■ Collected data entries
use async_trait::async_trait;
use serde::{Deserialize, Serialize};
use crate::accounts::domain::AccountService;
use crate::accounts::dto::SessionDto;
use crate::core::command::{Command, CommandError};

pub(crate) struct LoginCommand {
    account_service: Box<dyn AccountService>,
}

impl LoginCommand {
    pub(crate) fn new(account_service: Box<dyn AccountService>) -> Self {
        Self {
            account_service,
        }
    }
}

// identifier is a student number, a librarian number or an email
#[derive(Debug, Deserialize)]
pub(crate) struct LoginCommandRequest {
    pub identifier: String,
    pub password: String,
}

impl LoginCommandRequest {
    pub fn new(identifier: &str, password: &str) -> Self {
        Self {
            identifier: identifier.to_string(),
            password: password.to_string(),
        }
    }
}

#[derive(Debug, Serialize)]
pub(crate) struct LoginCommandResponse {
    pub session: SessionDto,
}

impl LoginCommandResponse {
    pub fn new(session: SessionDto) -> Self {
        Self {
            session,
        }
    }
}

#[async_trait]
impl Command<LoginCommandRequest, LoginCommandResponse> for LoginCommand {
    async fn execute(&self, req: LoginCommandRequest) -> Result<LoginCommandResponse, CommandError> {
        self.account_service.login(req.identifier.as_str(), req.password.as_str())
            .await.map_err(CommandError::from).map(LoginCommandResponse::new)
    }
}

#[cfg(test)]
mod tests {
    use async_once::AsyncOnce;
    use lazy_static::lazy_static;
    use uuid::Uuid;
    use crate::accounts::command::login_cmd::{LoginCommand, LoginCommandRequest};
    use crate::accounts::domain::AccountService;
    use crate::accounts::factory;
    use crate::core::command::{Command, CommandError};
    use crate::core::domain::Configuration;
    use crate::core::repository::RepositoryStore;

    lazy_static! {
        static ref ACCOUNT_SVC: AsyncOnce<Box<dyn AccountService>> = AsyncOnce::new(async {
                factory::create_account_service(&Configuration::new("test"), RepositoryStore::InMemory).await
            });
        static ref SUT_CMD : AsyncOnce<LoginCommand> = AsyncOnce::new(async {
                let svc = factory::create_account_service(&Configuration::new("test"), RepositoryStore::InMemory).await;
                LoginCommand::new(svc)
            });
    }

    #[tokio::test]
    async fn test_should_run_login() {
        let number = format!("S-{}", Uuid::new_v4());
        let student = ACCOUNT_SVC.get().await.register_student(number.as_str(), "Ada", format!("{}@uni.edu", number).as_str(), "secret")
            .await.expect("should register");
        let cmd = SUT_CMD.get().await;
        let res = cmd.execute(LoginCommandRequest::new(number.as_str(), "secret")).await.expect("should login");
        assert_eq!(student.member_id, res.session.member_id);
        let res = cmd.execute(LoginCommandRequest::new(number.as_str(), "guess")).await;
        assert!(matches!(res, Err(CommandError::Access { .. })));
    }
}
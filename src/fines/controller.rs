use axum::{
    extract::{Path, Query, State},
    http::HeaderMap,
    response::Json,
};
use serde::Deserialize;
use crate::accounts::controller::authorize;
use crate::core::command::Command;
use crate::core::controller::{AppState, ServerError};
use crate::core::library::Role;
use crate::fines::command::list_fines_cmd::{ListFinesCommand, ListFinesCommandRequest, ListFinesCommandResponse};
use crate::fines::command::pay_fine_cmd::{PayFineCommand, PayFineCommandRequest, PayFineCommandResponse};
use crate::fines::factory;

#[derive(Debug, Default, Deserialize)]
pub(crate) struct FinesQuery {
    #[serde(default)]
    pub unpaid_only: bool,
}

// students see and pay their own fines
pub(crate) async fn list_fines(
    State(state): State<AppState>,
    headers: HeaderMap,
    Query(query): Query<FinesQuery>) -> Result<Json<ListFinesCommandResponse>, ServerError> {
    let session = authorize(&state, &headers, Some(Role::Student)).await?;
    let svc = factory::create_fine_service(&state.config, state.store).await;
    let req = ListFinesCommandRequest { student_id: session.member_id, unpaid_only: query.unpaid_only };
    let res = ListFinesCommand::new(svc).execute(req).await?;
    Ok(Json(res))
}

pub(crate) async fn pay_fine(
    State(state): State<AppState>,
    headers: HeaderMap,
    Path(fine_id): Path<String>) -> Result<Json<PayFineCommandResponse>, ServerError> {
    let session = authorize(&state, &headers, Some(Role::Student)).await?;
    let svc = factory::create_fine_service(&state.config, state.store).await;
    let res = PayFineCommand::new(svc).execute(PayFineCommandRequest { student_id: session.member_id, fine_id }).await?;
    Ok(Json(res))
}

#[cfg(test)]
mod tests {
    use axum::extract::{Path, Query, State};
    use axum::http::{HeaderMap, HeaderValue, StatusCode};
    use uuid::Uuid;
    use crate::accounts::factory::create_account_service;
    use crate::core::controller::{AppState, SESSION_HEADER};
    use crate::core::repository::RepositoryStore;
    use crate::fines::controller::{list_fines, pay_fine, FinesQuery};
    use crate::fines::factory::create_fine_service;

    #[tokio::test]
    async fn test_should_list_and_pay_own_fines() {
        let state = AppState::new("test", RepositoryStore::InMemory);
        let accounts = create_account_service(&state.config, state.store).await;
        let number = format!("S-{}", Uuid::new_v4());
        let student = accounts.register_student(number.as_str(), "Ada", format!("{}@uni.edu", number).as_str(), "pw")
            .await.expect("should register");
        let session = accounts.login(number.as_str(), "pw").await.expect("should login");
        let mut headers = HeaderMap::new();
        headers.insert(SESSION_HEADER, HeaderValue::from_str(session.session_id.as_str()).expect("header"));

        let fine = create_fine_service(&state.config, state.store).await
            .assess_fine(student.member_id.as_str(), "borrow", 1000, "Overdue by 1 days").await.expect("should assess");
        let res = list_fines(State(state.clone()), headers.clone(), Query(FinesQuery::default())).await.expect("should list");
        assert_eq!(1000, res.0.outstanding_cents);
        let _ = pay_fine(State(state.clone()), headers.clone(), Path(fine.fine_id.to_string())).await.expect("should pay");
        let err = pay_fine(State(state.clone()), headers.clone(), Path(fine.fine_id.to_string())).await.expect_err("already paid");
        assert_eq!(StatusCode::BAD_REQUEST, err.0);
        let res = list_fines(State(state), headers, Query(FinesQuery { unpaid_only: true })).await.expect("should list");
        assert!(res.0.fines.is_empty());
    }
}
pub mod book_history_cmd;
pub mod borrow_book_cmd;
pub mod list_borrowed_cmd;
pub mod query_overdue_cmd;
pub mod report_lost_cmd;
pub mod return_book_cmd;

■ The problem
Write out every record exactly as it appears above.

■ Task solution
use async_trait::async_trait;
use serde::{Deserialize, Serialize};
use crate::accounts::domain::AccountService;
use crate::accounts::dto::SessionDto;
use crate::core::command::{Command, CommandError};

pub(crate) struct LoginCommand {
    account_service: Box<dyn AccountService>,
}

impl LoginCommand {
    pub(crate) fn new(account_service: Box<dyn AccountService>) -> Self {
        Self {
            account_service,
        }
    }
}

// identifier is a student number, a librarian number or an email
#[derive(Debug, Deserialize)]
pub(crate) struct LoginCommandRequest {
    pub identifier: String,
    pub password: String,
}

impl LoginCommandRequest {
    pub fn new(identifier: &str, password: &str) -> Self {
        Self {
            identifier: identifier.to_string(),
            password: password.to_string(),
        }
    }
}

#[derive(Debug, Serialize)]
pub(crate) struct LoginCommandResponse {
    pub session: SessionDto,
}

impl LoginCommandResponse {
    pub fn new(session: SessionDto) -> Self {
        Self {
            session,
        }
    }
}

#[async_trait]
impl Command<LoginCommandRequest, LoginCommandResponse> for LoginCommand {
    async fn execute(&self, req: LoginCommandRequest) -> Result<LoginCommandResponse, CommandError> {
        self.account_service.login(req.identifier.as_str(), req.password.as_str())
            .await.map_err(CommandError::from).map(LoginCommandResponse::new)
    }
}

#[cfg(test)]
mod tests {
    use async_once::AsyncOnce;
    use lazy_static::lazy_static;
    use uuid::Uuid;
    use crate::accounts::command::login_cmd::{LoginCommand, LoginCommandRequest};
    use crate::accounts::domain::AccountService;
    use crate::accounts::factory;
    use crate::core::command::{Command, CommandError};
    use crate::core::domain::Configuration;
    use crate::core::repository::RepositoryStore;

    lazy_static! {
        static ref ACCOUNT_SVC: AsyncOnce<Box<dyn AccountService>> = AsyncOnce::new(async {
                factory::create_account_service(&Configuration::new("test"), RepositoryStore::InMemory).await
            });
        static ref SUT_CMD : AsyncOnce<LoginCommand> = AsyncOnce::new(async {
                let svc = factory::create_account_service(&Configuration::new("test"), RepositoryStore::InMemory).await;
                LoginCommand::new(svc)
            });
    }

    #[tokio::test]
    async fn test_should_run_login() {
        let number = format!("S-{}", Uuid::new_v4());
        let student = ACCOUNT_SVC.get().await.register_student(number.as_str(), "Ada", format!("{}@uni.edu", number).as_str(), "secret")
            .await.expect("should register");
        let cmd = SUT_CMD.get().await;
        let res = cmd.execute(LoginCommandRequest::new(number.as_str(), "secret")).await.expect("should login");
        assert_eq!(student.member_id, res.session.member_id);
        let res = cmd.execute(LoginCommandRequest::new(number.as_str(), "guess")).await;
        assert!(matches!(res, Err(CommandError::Access { .. })));
    }
}
filename src/fines/controller.rs
use axum::{
    extract::{Path, Query, State},
    http::HeaderMap,
    response::Json,
};
use serde::Deserialize;
use crate::accounts::controller::authorize;
use crate::core::command::Command;
use crate::core::controller::{AppState, ServerError};
use crate::core::library::Role;
use crate::fines::command::list_fines_cmd::{ListFinesCommand, ListFinesCommandRequest, ListFinesCommandResponse};
use crate::fines::command::pay_fine_cmd::{PayFineCommand, PayFineCommandRequest, PayFineCommandResponse};
use crate::fines::factory;

#[derive(Debug, Default, Deserialize)]
pub(crate) struct FinesQuery {
    #[serde(default)]
    pub unpaid_only: bool,
}

// students see and pay their own fines
pub(crate) async fn list_fines(
    State(state): State<AppState>,
    headers: HeaderMap,
    Query(query): Query<FinesQuery>) -> Result<Json<ListFinesCommandResponse>, ServerError> {
    let session = authorize(&state, &headers, Some(Role::Student)).await?;
    let svc = factory::create_fine_service(&state.config, state.store).await;
    let req = ListFinesCommandRequest { student_id: session.member_id, unpaid_only: query.unpaid_only };
    let res = ListFinesCommand::new(svc).execute(req).await?;
    Ok(Json(res))
}

pub(crate) async fn pay_fine(
    State(state): State<AppState>,
    headers: HeaderMap,
    Path(fine_id): Path<String>) -> Result<Json<PayFineCommandResponse>, ServerError> {
    let session = authorize(&state, &headers, Some(Role::Student)).await?;
    let svc = factory::create_fine_service(&state.config, state.store).await;
    let res = PayFineCommand::new(svc).execute(PayFineCommandRequest { student_id: session.member_id, fine_id }).await?;
    Ok(Json(res))
}

#[cfg(test)]
mod tests {
    use axum::extract::{Path, Query, State};
    use axum::http::{HeaderMap, HeaderValue, StatusCode};
    use uuid::Uuid;
    use crate::accounts::factory::create_account_service;
    use crate::core::controller::{AppState, SESSION_HEADER};
    use crate::core::repository::RepositoryStore;
    use crate::fines::controller::{list_fines, pay_fine, FinesQuery};
    use crate::fines::factory::create_fine_service;

    #[tokio::test]
    async fn test_should_list_and_pay_own_fines() {
        let state = AppState::new("test", RepositoryStore::InMemory);
        let accounts = create_account_service(&state.config, state.store).await;
        let number = format!("S-{}", Uuid::new_v4());
        let student = accounts.register_student(number.as_str(), "Ada", format!("{}@uni.edu", number).as_str(), "pw")
            .await.expect("should register");
        let session = accounts.login(number.as_str(), "pw").await.expect("should login");
        let mut headers = HeaderMap::new();
        headers.insert(SESSION_HEADER, HeaderValue::from_str(session.session_id.as_str()).expect("header"));

        let fine = create_fine_service(&state.config, state.store).await
            .assess_fine(student.member_id.as_str(), "borrow", 1000, "Overdue by 1 days").await.expect("should assess");
        let res = list_fines(State(state.clone()), headers.clone(), Query(FinesQuery::default())).await.expect("should list");
        assert_eq!(1000, res.0.outstanding_cents);
        let _ = pay_fine(State(state.clone()), headers.clone(), Path(fine.fine_id.to_string())).await.expect("should pay");
        let err = pay_fine(State(state.clone()), headers.clone(), Path(fine.fine_id.to_string())).await.expect_err("already paid");
        assert_eq!(StatusCode::BAD_REQUEST, err.0);
        let res = list_fines(State(state), headers, Query(FinesQuery { unpaid_only: true })).await.expect("should list");
        assert!(res.0.fines.is_empty());
    }
}
pub mod book_history_cmd;
pub mod borrow_book_cmd;
pub mod list_borrowed_cmd;
pub mod query_overdue_cmd;
pub mod report_lost_cmd;
pub mod return_book_cmd;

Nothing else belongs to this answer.